The Andrusko Group Studio loves impossible challenges!

Description

This project was a very interesting challenge to figure out how to accomplish. The client was interested in a naturally scalloped 3D surface deeply carved into prepared Teak wood blanks to resemble something that would have been done with an adze – a traditional wood carver’s hand-held, ax-like tool used for shaping and hollowing out large billets of wood and tree trunks. To be able to make this work properly, all of this needed to be controlled and repeated but still result in a hand-made appearance. It took a few tries to write the code to create the form; once the solution was reached, I needed to make about 350 of them in a big hurry and they would need to be further worked on by another vendor to add LED lighting elements, room numbers, and buttons for door buzzers.

Like many of the projects I work on, it’s not enough to simply program the computer or run the CNC machine. It often requires an intimate understanding of the original processes that would be used to create the part and the actual tools used by the craftsmen originally, for testing in studio if there is to be a hope of creating a finished product that has the proper attributes of what the designer has in mind.

Most of the time, the robotic machinery is best thought of as a digital praticien – simply an aspect or part of the process of making; something that can be carefully managed in a way to reduce the physical or manual labor of the craftsman; an augmentation or amplification of the craftsmen’s physical effort. And it is a spectacular tool, but seldom does a part or a workpiece come off the table that doesn’t need more hand work to complete an acceptable deliverable.

In the case of these door panels, the objective was near-perfect uniformity and perfection – the panels were designed to be installed into an elaborate door casing that would need to be built to receive an amazingly expensive and elaborate construction after the rest of the installation was complete.

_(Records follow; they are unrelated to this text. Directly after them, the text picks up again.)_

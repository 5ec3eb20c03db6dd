//! Signature blobs (ECMA-335 II.23.2).
//!
//! Only the shapes that appear in method and type-spec signatures are
//! decoded. Type references stay as [`TypeHandle`]s; naming them is the job
//! of [`crate::names`], which has the assembly at hand.

use super::bytes::ByteReader;
use super::model::TypeHandle;
use crate::error::{FormatError, SignatureError};

const MAX_DEPTH: usize = 64;

const ELEMENT_VOID: u8 = 0x01;
const ELEMENT_BOOLEAN: u8 = 0x02;
const ELEMENT_CHAR: u8 = 0x03;
const ELEMENT_I1: u8 = 0x04;
const ELEMENT_U1: u8 = 0x05;
const ELEMENT_I2: u8 = 0x06;
const ELEMENT_U2: u8 = 0x07;
const ELEMENT_I4: u8 = 0x08;
const ELEMENT_U4: u8 = 0x09;
const ELEMENT_I8: u8 = 0x0A;
const ELEMENT_U8: u8 = 0x0B;
const ELEMENT_R4: u8 = 0x0C;
const ELEMENT_R8: u8 = 0x0D;
const ELEMENT_STRING: u8 = 0x0E;
const ELEMENT_PTR: u8 = 0x0F;
const ELEMENT_BYREF: u8 = 0x10;
const ELEMENT_VALUETYPE: u8 = 0x11;
const ELEMENT_CLASS: u8 = 0x12;
const ELEMENT_VAR: u8 = 0x13;
const ELEMENT_ARRAY: u8 = 0x14;
const ELEMENT_GENERICINST: u8 = 0x15;
const ELEMENT_TYPEDBYREF: u8 = 0x16;
const ELEMENT_I: u8 = 0x18;
const ELEMENT_U: u8 = 0x19;
const ELEMENT_FNPTR: u8 = 0x1B;
const ELEMENT_OBJECT: u8 = 0x1C;
const ELEMENT_SZARRAY: u8 = 0x1D;
const ELEMENT_MVAR: u8 = 0x1E;
const ELEMENT_CMOD_REQD: u8 = 0x1F;
const ELEMENT_CMOD_OPT: u8 = 0x20;
const ELEMENT_SENTINEL: u8 = 0x41;
const ELEMENT_PINNED: u8 = 0x45;

const CALLCONV_GENERIC: u8 = 0x10;
const CALLCONV_HASTHIS: u8 = 0x20;
const CALLCONV_KIND_MASK: u8 = 0x0F;
const CALLCONV_VARARG: u8 = 0x05;

/// Built-in element types.
#[derive(Debug, Clone, Copy, PartialEq, Eq, Hash)]
pub enum Primitive {
    Void,
    Boolean,
    Char,
    SByte,
    Byte,
    Int16,
    UInt16,
    Int32,
    UInt32,
    Int64,
    UInt64,
    Single,
    Double,
    String,
    Object,
    IntPtr,
    UIntPtr,
    TypedReference,
}

impl Primitive {
    /// C# keyword used in rendered signatures.
    pub fn keyword(self) -> &'static str {
        match self {
            Primitive::Void => "void",
            Primitive::Boolean => "bool",
            Primitive::Char => "char",
            Primitive::SByte => "sbyte",
            Primitive::Byte => "byte",
            Primitive::Int16 => "short",
            Primitive::UInt16 => "ushort",
            Primitive::Int32 => "int",
            Primitive::UInt32 => "uint",
            Primitive::Int64 => "long",
            Primitive::UInt64 => "ulong",
            Primitive::Single => "float",
            Primitive::Double => "double",
            Primitive::String => "string",
            Primitive::Object => "object",
            Primitive::IntPtr => "nint",
            Primitive::UIntPtr => "nuint",
            Primitive::TypedReference => "TypedReference",
        }
    }

    pub fn full_name(self) -> &'static str {
        match self {
            Primitive::Void => "System.Void",
            Primitive::Boolean => "System.Boolean",
            Primitive::Char => "System.Char",
            Primitive::SByte => "System.SByte",
            Primitive::Byte => "System.Byte",
            Primitive::Int16 => "System.Int16",
            Primitive::UInt16 => "System.UInt16",
            Primitive::Int32 => "System.Int32",
            Primitive::UInt32 => "System.UInt32",
            Primitive::Int64 => "System.Int64",
            Primitive::UInt64 => "System.UInt64",
            Primitive::Single => "System.Single",
            Primitive::Double => "System.Double",
            Primitive::String => "System.String",
            Primitive::Object => "System.Object",
            Primitive::IntPtr => "System.IntPtr",
            Primitive::UIntPtr => "System.UIntPtr",
            Primitive::TypedReference => "System.TypedReference",
        }
    }

    fn from_element(element: u8) -> Option<Self> {
        Some(match element {
            ELEMENT_VOID => Primitive::Void,
            ELEMENT_BOOLEAN => Primitive::Boolean,
            ELEMENT_CHAR => Primitive::Char,
            ELEMENT_I1 => Primitive::SByte,
            ELEMENT_U1 => Primitive::Byte,
            ELEMENT_I2 => Primitive::Int16,
            ELEMENT_U2 => Primitive::UInt16,
            ELEMENT_I4 => Primitive::Int32,
            ELEMENT_U4 => Primitive::UInt32,
            ELEMENT_I8 => Primitive::Int64,
            ELEMENT_U8 => Primitive::UInt64,
            ELEMENT_R4 => Primitive::Single,
            ELEMENT_R8 => Primitive::Double,
            ELEMENT_STRING => Primitive::String,
            ELEMENT_OBJECT => Primitive::Object,
            ELEMENT_I => Primitive::IntPtr,
            ELEMENT_U => Primitive::UIntPtr,
            ELEMENT_TYPEDBYREF => Primitive::TypedReference,
            _ => return None,
        })
    }
}

/// A decoded type in a signature.
#[derive(Debug, Clone, PartialEq, Eq, Hash)]
pub enum TypeSig {
    Primitive(Primitive),
    Class(TypeHandle),
    ValueType(TypeHandle),
    GenericInst { base: TypeHandle, args: Vec<TypeSig> },
    /// Type generic parameter by position.
    Var(u32),
    /// Method generic parameter by position.
    MVar(u32),
    SzArray(Box<TypeSig>),
    Array { element: Box<TypeSig>, rank: u32 },
    ByRef(Box<TypeSig>),
    Ptr(Box<TypeSig>),
    FnPtr(Box<MethodSig>),
    Modified {
        required: bool,
        modifier: TypeHandle,
        inner: Box<TypeSig>,
    },
}

/// A decoded method signature.
#[derive(Debug, Clone, PartialEq, Eq, Hash)]
pub struct MethodSig {
    pub has_this: bool,
    pub generic_param_count: u32,
    pub return_type: TypeSig,
    pub params: Vec<TypeSig>,
}

pub fn decode_method_sig(blob: &[u8]) -> Result<MethodSig, SignatureError> {
    let mut r = ByteReader::new(blob);
    read_method_sig(&mut r, 0)
}

/// A `TypeSpec` blob is a single type.
pub fn decode_type_spec(blob: &[u8]) -> Result<TypeSig, SignatureError> {
    let mut r = ByteReader::new(blob);
    read_type(&mut r, 0)
}

fn read_method_sig(r: &mut ByteReader<'_>, depth: usize) -> Result<MethodSig, SignatureError> {
    let conv = r.u8()?;
    let kind = conv & CALLCONV_KIND_MASK;
    if kind > CALLCONV_VARARG {
        return Err(SignatureError::CallingConvention(conv));
    }
    let generic_param_count = if conv & CALLCONV_GENERIC != 0 {
        r.compressed_u32()?
    } else {
        0
    };
    let param_count = r.compressed_u32()?;
    let return_type = read_type(r, depth + 1)?;
    let mut params = Vec::with_capacity(param_count.min(256) as usize);
    while params.len() < param_count as usize {
        if peek(r)? == ELEMENT_SENTINEL {
            r.skip(1)?;
            continue;
        }
        params.push(read_type(r, depth + 1)?);
    }
    Ok(MethodSig {
        has_this: conv & CALLCONV_HASTHIS != 0,
        generic_param_count,
        return_type,
        params,
    })
}

fn read_type(r: &mut ByteReader<'_>, depth: usize) -> Result<TypeSig, SignatureError> {
    if depth > MAX_DEPTH {
        return Err(SignatureError::TooDeep(MAX_DEPTH));
    }
    let element = r.u8()?;
    if let Some(primitive) = Primitive::from_element(element) {
        return Ok(TypeSig::Primitive(primitive));
    }
    let sig = match element {
        ELEMENT_CLASS => TypeSig::Class(read_type_handle(r)?),
        ELEMENT_VALUETYPE => TypeSig::ValueType(read_type_handle(r)?),
        ELEMENT_VAR => TypeSig::Var(r.compressed_u32()?),
        ELEMENT_MVAR => TypeSig::MVar(r.compressed_u32()?),
        ELEMENT_SZARRAY => TypeSig::SzArray(Box::new(read_type(r, depth + 1)?)),
        ELEMENT_PTR => TypeSig::Ptr(Box::new(read_type(r, depth + 1)?)),
        ELEMENT_BYREF => TypeSig::ByRef(Box::new(read_type(r, depth + 1)?)),
        ELEMENT_PINNED => read_type(r, depth + 1)?,
        ELEMENT_ARRAY => {
            let element = read_type(r, depth + 1)?;
            let rank = r.compressed_u32()?;
            let sizes = r.compressed_u32()?;
            for _ in 0..sizes {
                r.compressed_u32()?;
            }
            let bounds = r.compressed_u32()?;
            for _ in 0..bounds {
                r.compressed_u32()?;
            }
            TypeSig::Array {
                element: Box::new(element),
                rank,
            }
        }
        ELEMENT_GENERICINST => {
            let kind = r.u8()?;
            if kind != ELEMENT_CLASS && kind != ELEMENT_VALUETYPE {
                return Err(SignatureError::UnknownElement(kind));
            }
            let base = read_type_handle(r)?;
            let count = r.compressed_u32()?;
            let mut args = Vec::with_capacity(count.min(64) as usize);
            for _ in 0..count {
                args.push(read_type(r, depth + 1)?);
            }
            TypeSig::GenericInst { base, args }
        }
        ELEMENT_FNPTR => TypeSig::FnPtr(Box::new(read_method_sig(r, depth + 1)?)),
        ELEMENT_CMOD_REQD | ELEMENT_CMOD_OPT => {
            let modifier = read_type_handle(r)?;
            let inner = read_type(r, depth + 1)?;
            TypeSig::Modified {
                required: element == ELEMENT_CMOD_REQD,
                modifier,
                inner: Box::new(inner),
            }
        }
        other => return Err(SignatureError::UnknownElement(other)),
    };
    Ok(sig)
}

/// TypeDefOrRefOrSpecEncoded (II.23.2.8).
fn read_type_handle(r: &mut ByteReader<'_>) -> Result<TypeHandle, SignatureError> {
    let raw = r.compressed_u32()?;
    let row = raw >> 2;
    if row == 0 {
        return Err(FormatError::new("null type reference in signature").into());
    }
    match raw & 0x3 {
        0 => Ok(TypeHandle::Def(row - 1)),
        1 => Ok(TypeHandle::Ref(row - 1)),
        2 => Ok(TypeHandle::Spec(row - 1)),
        tag => Err(FormatError::new(format!("invalid TypeDefOrRef tag {}", tag)).into()),
    }
}

fn peek(r: &ByteReader<'_>) -> Result<u8, SignatureError> {
    let mut probe = r.clone();
    Ok(probe.u8()?)
}

#[cfg(test)]
mod tests {
    use super::*;

    #[test]
    fn decodes_generic_instance_method() {
        // instance !!0 Get<1>(!!0, int32)
        let blob = [0x30, 0x01, 0x02, 0x1E, 0x00, 0x1E, 0x00, 0x08];
        let sig = decode_method_sig(&blob).unwrap();
        assert!(sig.has_this);
        assert_eq!(sig.generic_param_count, 1);
        assert_eq!(sig.return_type, TypeSig::MVar(0));
        assert_eq!(
            sig.params,
            vec![TypeSig::MVar(0), TypeSig::Primitive(Primitive::Int32)]
        );
    }

    #[test]
    fn decodes_nested_shapes() {
        // static void M(class TypeRef#2<string>[], int32[,]&, valuetype TypeDef#1*)
        let blob = [
            0x00, 0x03, 0x01, // default, 3 params, void
            0x1D, 0x15, 0x12, 0x09, 0x01, 0x0E, // szarray genericinst class TypeRef row 2
            0x10, 0x14, 0x08, 0x02, 0x00, 0x00, // byref array int32 rank 2
            0x0F, 0x11, 0x04, // ptr valuetype TypeDef row 1
        ];
        let sig = decode_method_sig(&blob).unwrap();
        assert!(!sig.has_this);
        assert_eq!(
            sig.params[0],
            TypeSig::SzArray(Box::new(TypeSig::GenericInst {
                base: TypeHandle::Ref(1),
                args: vec![TypeSig::Primitive(Primitive::String)],
            }))
        );
        assert_eq!(
            sig.params[1],
            TypeSig::ByRef(Box::new(TypeSig::Array {
                element: Box::new(TypeSig::Primitive(Primitive::Int32)),
                rank: 2,
            }))
        );
        assert_eq!(
            sig.params[2],
            TypeSig::Ptr(Box::new(TypeSig::ValueType(TypeHandle::Def(0))))
        );
    }

    #[test]
    fn custom_modifiers_are_kept() {
        // void M(modopt(TypeRef#1) int32)
        let blob = [0x00, 0x01, 0x01, 0x20, 0x05, 0x08];
        let sig = decode_method_sig(&blob).unwrap();
        assert_eq!(
            sig.params[0],
            TypeSig::Modified {
                required: false,
                modifier: TypeHandle::Ref(0),
                inner: Box::new(TypeSig::Primitive(Primitive::Int32)),
            }
        );
    }

    #[test]
    fn rejects_malformed_signatures() {
        assert!(matches!(
            decode_method_sig(&[0x00, 0x01, 0x01, 0x99]),
            Err(SignatureError::UnknownElement(0x99))
        ));
        assert!(decode_method_sig(&[0x00, 0x02, 0x01, 0x08]).is_err());
        assert!(matches!(
            decode_method_sig(&[0x06, 0x08]),
            Err(SignatureError::CallingConvention(0x06))
        ));

        let mut deep = vec![0x00, 0x01, 0x01];
        deep.extend(std::iter::repeat(0x1D).take(100));
        deep.push(0x08);
        assert!(matches!(
            decode_method_sig(&deep),
            Err(SignatureError::TooDeep(_))
        ));
    }
}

Using the CNC process, I was able to mill the surface to within mills of tolerance, but the tooling marks needed to be sanded out, and the sharp scalloping that one would expect from a blade of an adze needed to be carefully profiled in the sharp, top peaks of the scalloped angles. There really were no tools made or available to purchase to perform the intricate profiling needed to sand out and finish the surface of the teak wood panels. One of my specialties is figuring out how to improvise and solve problems. I was able to create a means of sanding that allowed for the massive amount of specialized grits and intricately small sanding drums needed to properly get down into the bottom of the scallop troughs.

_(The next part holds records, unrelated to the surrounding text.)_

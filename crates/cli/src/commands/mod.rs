pub(crate) mod diff;
pub(crate) mod methods;
pub(crate) mod types;
pub(crate) mod variants;

use std::path::Path;

use serde::Serialize;
use surface_core::{CancelToken, LoadOptions};
use surface_package::{
    extract, ExtractOptions, ExtractOutcome, Extraction, NuspecManifest, ZipPackage,
};

use crate::error::CliError;
use crate::platform::resolve_platform_dir;
use crate::{LoadArgs, OutputFormat};

/// Settings shared by every command.
pub(crate) struct Context {
    pub(crate) output: OutputFormat,
    pub(crate) quiet: bool,
    pub(crate) cancel: CancelToken,
}

impl Context {
    /// Print a value as pretty JSON on stdout.
    pub(crate) fn print_json<T: Serialize>(&self, value: &T) -> Result<(), CliError> {
        let text = serde_json::to_string_pretty(value)
            .map_err(|e| CliError::Request(format!("serialization error: {}", e)))?;
        println!("{}", text);
        Ok(())
    }

    /// Print an informational line to stderr unless quiet.
    pub(crate) fn note(&self, message: &str) {
        if !self.quiet && self.output == OutputFormat::Text {
            eprintln!("{}", message);
        }
    }
}

/// A package opened and one of its variants staged on disk.
pub(crate) struct StagedPackage {
    pub(crate) manifest: Option<NuspecManifest>,
    pub(crate) extraction: Extraction,
}

impl StagedPackage {
    pub(crate) fn binaries(&self) -> &[std::path::PathBuf] {
        &self.extraction.binaries
    }

    pub(crate) fn variant(&self) -> &str {
        self.extraction.selection.selected.as_deref().unwrap_or_default()
    }
}

/// Open a `.nupkg`, select a variant and stage its binaries.
pub(crate) fn stage_package(
    ctx: &Context,
    path: &Path,
    tfm: Option<&str>,
    include_docs: bool,
) -> Result<StagedPackage, CliError> {
    let mut package = ZipPackage::open(path)?;
    let manifest = match NuspecManifest::from_archive(&mut package) {
        Ok(manifest) => manifest,
        Err(e) => {
            tracing::warn!(package = %path.display(), error = %e, "ignoring unreadable manifest");
            None
        }
    };
    let options = ExtractOptions {
        include_docs,
        ..ExtractOptions::default()
    };
    match extract(&mut package, tfm, &options, &ctx.cancel)? {
        ExtractOutcome::Extracted(extraction) => {
            ctx.note(&format!(
                "{}: variant {} ({} group, {} binaries)",
                path.display(),
                extraction.selection.selected.as_deref().unwrap_or_default(),
                extraction.group,
                extraction.binaries.len()
            ));
            Ok(StagedPackage {
                manifest,
                extraction,
            })
        }
        ExtractOutcome::Unresolved { selection, reason } => {
            Err(CliError::Unresolved { reason, selection })
        }
    }
}

pub(crate) fn load_options(load: &LoadArgs) -> LoadOptions {
    LoadOptions {
        platform_dir: resolve_platform_dir(load.platform_dir.as_deref()),
    }
}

Dust was also an issue – breathing wood dust, especially when working for hours and days at a time sanding with fine-grit paper is dangerous. Specialized filtration systems needed to be designed and deployed in the studio to collect the dust and filter the air during the final stages of sanding.

They looked great leaving the studio and even better when completed by Martinelli’s studio in San Francisco, prior to their journey to Hawaii for the new Four Season’s Hotel.